Task statement =>
Match the string "running" against each line below, and copy every line that matches.

Information =>
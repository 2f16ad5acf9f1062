use crate::{aggregator::Aggregator, Entry};

/// Incremental SUM over `i64` values
///
/// Keeps a running total that is adjusted on every insert and eviction, so the reported
/// sum always equals the exact sum of the retained values. The total uses two's complement
/// wrapping arithmetic: a sum outside the `i64` range wraps around instead of panicking, and
/// evicting the values that caused it restores the exact total.
#[derive(Default, Debug, Clone, Copy)]
pub struct SumAggregator {
    total: i64,
    count: usize,
}

impl SumAggregator {
    /// Returns the running total
    #[inline]
    pub fn total(&self) -> i64 {
        self.total
    }
}

impl Aggregator for SumAggregator {
    type Input = i64;
    type Aggregate = i64;

    #[inline]
    fn insert(&mut self, entry: &Entry<i64>) {
        self.total = self.total.wrapping_add(entry.data);
        self.count += 1;
    }

    #[inline]
    fn evict(&mut self, entry: &Entry<i64>) {
        self.total = self.total.wrapping_sub(entry.data);
        self.count -= 1;
    }

    #[inline]
    fn query(&self) -> Option<i64> {
        (self.count > 0).then_some(self.total)
    }

    #[inline]
    fn len(&self) -> usize {
        self.count
    }
}

#[cfg(test)]
mod tests {
    use super::*;
    use crate::{NumericalDuration, SumWindow};
    use proptest::prelude::*;

    const SEC: u64 = 1_000_000_000;

    #[test]
    fn sum_test() {
        let mut agg = SumAggregator::default();
        assert_eq!(agg.query(), None);
        agg.insert(&Entry::new(10, 0));
        agg.insert(&Entry::new(-3, SEC));
        assert_eq!(agg.query(), Some(7));
        agg.evict(&Entry::new(10, 0));
        assert_eq!(agg.query(), Some(-3));
        agg.evict(&Entry::new(-3, SEC));
        assert_eq!(agg.query(), None);
        assert!(agg.is_empty());
        assert_eq!(agg.total(), 0);
    }

    #[test]
    fn sum_scenario_a_test() {
        let mut window = SumWindow::new(5.seconds());
        assert_eq!(window.receive(10, 0), 10);
        assert_eq!(window.receive(20, SEC), 30);
        assert_eq!(window.receive(30, 2 * SEC), 60);
    }

    #[test]
    fn sum_scenario_b_test() {
        let mut window = SumWindow::new(5.seconds());
        assert_eq!(window.receive(5, 0), 5);
        assert_eq!(window.receive(7, 6 * SEC), 7);
        assert_eq!(window.len(), 1);
    }

    #[test]
    fn overflow_wraps_test() {
        let mut window = SumWindow::new(5.seconds());
        assert_eq!(window.receive(i64::MAX, 0), i64::MAX);
        assert_eq!(window.receive(1, 1), i64::MIN);
        // evicting i64::MAX brings the total back in range
        assert_eq!(window.receive(2, 6 * SEC), 3);
        assert_eq!(window.aggregator().total(), 3);
    }

    proptest! {
        #[test]
        fn sum_matches_resummation(
            events in prop::collection::vec((-10_000i64..10_000, 0u64..2_000_000_000), 1..200)
        ) {
            let range = 5 * SEC;
            let mut window = SumWindow::new(5.seconds());
            let mut now = 0u64;
            let mut history: Vec<(i64, u64)> = Vec::new();

            for (value, gap) in events {
                now += gap;
                history.push((value, now));
                let reported = window.receive(value, now);
                let expected: i64 = history
                    .iter()
                    .filter(|(_, ts)| now - ts <= range)
                    .map(|(v, _)| v)
                    .sum();
                prop_assert_eq!(reported, expected);
                prop_assert_eq!(window.aggregator().total(), expected);
            }
        }
    }
}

Answer to the problem =>
/// Keeps a running total that is adjusted on every insert and eviction, so the reported
    /// Returns the running total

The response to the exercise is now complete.